Slow outside of Hogansville.  No deer seen the past 4 hunts.  We're getting some much needed rain today.  Looking forward to the cooler weather.


----------



## Bwmstr1 (Oct 26, 2010)

I 've hunted the last 3 weekends close to the lake on the north end i've not seen the rut sign that i saw last year.Everywhere i hunt i  find last year rubs ,no new ones.Is rut running behind, or deer movement changed.Leaves are just now turning,we need some temps in the 30s.


----------



## jeremy mccollough (Oct 30, 2010)

ok whats going on in troup co folks i hunt south troup and im off for a soild week this upcoming week....anyone seeing any chasing or signs of the rut????? thanks for info.


----------



## buckmaster33 (Oct 30, 2010)

Nothing going on with me. Seen no rut activity. Bucks are still together in north east troup. Alot of rubs and scrapes. Brotherlaw seen a small 8 come out in food plot checking does. I'm off all week and hope to score. Going to hunt hard.


----------



## elfiii (Nov 1, 2010)

Its' on in SE Troup. Big 7 pt was killed Friday evening on my land. His neck was swollen, tarsals were black, he was stinking bad and chasing a doe.
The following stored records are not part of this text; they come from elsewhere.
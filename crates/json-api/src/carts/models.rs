//! Cart HTTP models

use salvo::oapi::ToSchema;
use serde::{Deserialize, Serialize};
use shopfront_app::domain::carts::models::CartLine;

/// Cart Line Response
#[derive(Debug, Clone, PartialEq, Serialize, Deserialize, ToSchema)]
#[serde(rename_all = "camelCase")]
pub(crate) struct CartLineResponse {
    /// Cart line id (24 hex characters)
    #[serde(rename = "_id")]
    pub id: String,
    pub user_id: String,
    pub product_id: String,
    pub quantity: u32,
    pub email: String,
    pub name: String,
    pub images: Vec<String>,
    pub price: f64,

    /// RFC 3339 creation time
    #[serde(skip_serializing_if = "Option::is_none")]
    pub created_at: Option<String>,
}

impl From<CartLine> for CartLineResponse {
    fn from(line: CartLine) -> Self {
        Self {
            id: line.id.to_hex(),
            user_id: line.user_id,
            product_id: line.product_id,
            quantity: line.quantity,
            email: line.email,
            name: line.name,
            images: line.images,
            price: line.price,
            created_at: line.created_at.map(|at| at.to_string()),
        }
    }
}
Other than water oak acorns, zero mast for us this year. The rain has definitely kicked the food plots into action and the deer are hitting them.


----------



## Dehunt (Nov 2, 2010)

*Troup*

Seen a 130" to 138" 11pt  4.5 year old buck chasing a doe at 12:30pm today........In north east corner of the county..He was still smart enough to stay out of the open areas...I tried to take a picture of him but he was to fast.......Of course I seen him while driving and not hunting or I would have a kill picture for ya ll to view.......clap:


----------



## buckmaster007 (Nov 8, 2010)

Had 2 bucks killed sat night outside hogansville. One good eight and a tall thick 5. Scrapes and rubs everywhere. This weekend will be time to get on it!


----------



## buckmaster33 (Nov 11, 2010)

south troup has bucks chasing everywhere. Killed a nice 7 point. thought it was bigger. 5 bucks running 1 doe.


----------



## elfiii (Nov 15, 2010)

It was dead as a carp last week. The warm weather has shut them down. I hunted from Sunday evening before last until last Saturday night. Heard less than a dozen shots all week long.


----------



## Dehunt (Nov 18, 2010)

*Tc*

Have'nt hunted Troup in 2 weeks...It seems to be a county thats dying out...Lived here all my life and usually by this time I have received numerous pictures or phone calls...Of some nice bucks killed...Even track it online to see whats up.........Just dead all around this year....Headed out of state next year......Clubs now are wanting more money with less to offer around here......So instead of wasting it here I will go north...


----------



## Dehunt (Nov 19, 2010)

*Tc*

Troup being dead confirmed.........Hunted a food plot thats surrounded by oaks....Deer have anything that they could possibly want here.........Seen 0.....Brother n law seen 0...Another friend hunting Troup seen 0  this afternoon...What makes it worse is that i havent stepped foot on this side of the property in 2 weeks...And no one else has legally....The clubs around our 363 ac..have been burning the woods up with 4 wheelers and pressure...So i thought i was in for a good hunt today.........But guess it doesnt matter....Its sad when you have done all that we have on the property and your getting poor results...I hunted Joe Kurz last week and seen more deer in 4 days..Than i see in 3 weeks in Troup county.....Well just helps me go north next year and leave the Trash county for ya ll.............


----------



## THETRUTH (Nov 19, 2010)

i caught 1 coming in checking his scrapes this morning or im pretty sure thats what he was doing because they were cleaned out yesterday and when i went in this morning he had cleaned them again and at 740 he was headed that way but didnt make it i put an arrow in him


----------



## bigbuckfever (Nov 21, 2010)

Iam in troup also..We seen alot of does early in the season then they disappeared. We Had one nice 8 pt killed 2 weeks ago since then all went dead


----------



## fishwater (Nov 22, 2010)

I have a 2 year old son, so I haven't done much hunting the past few years.  I feel like the numbers are down in Troup from the limited hunting I've done, however I took a nice 9 pointer yesterday and my biggest buck ever.  It's only the second time I've been in the woods this year.  I posted a couple of pics in the bragging board.  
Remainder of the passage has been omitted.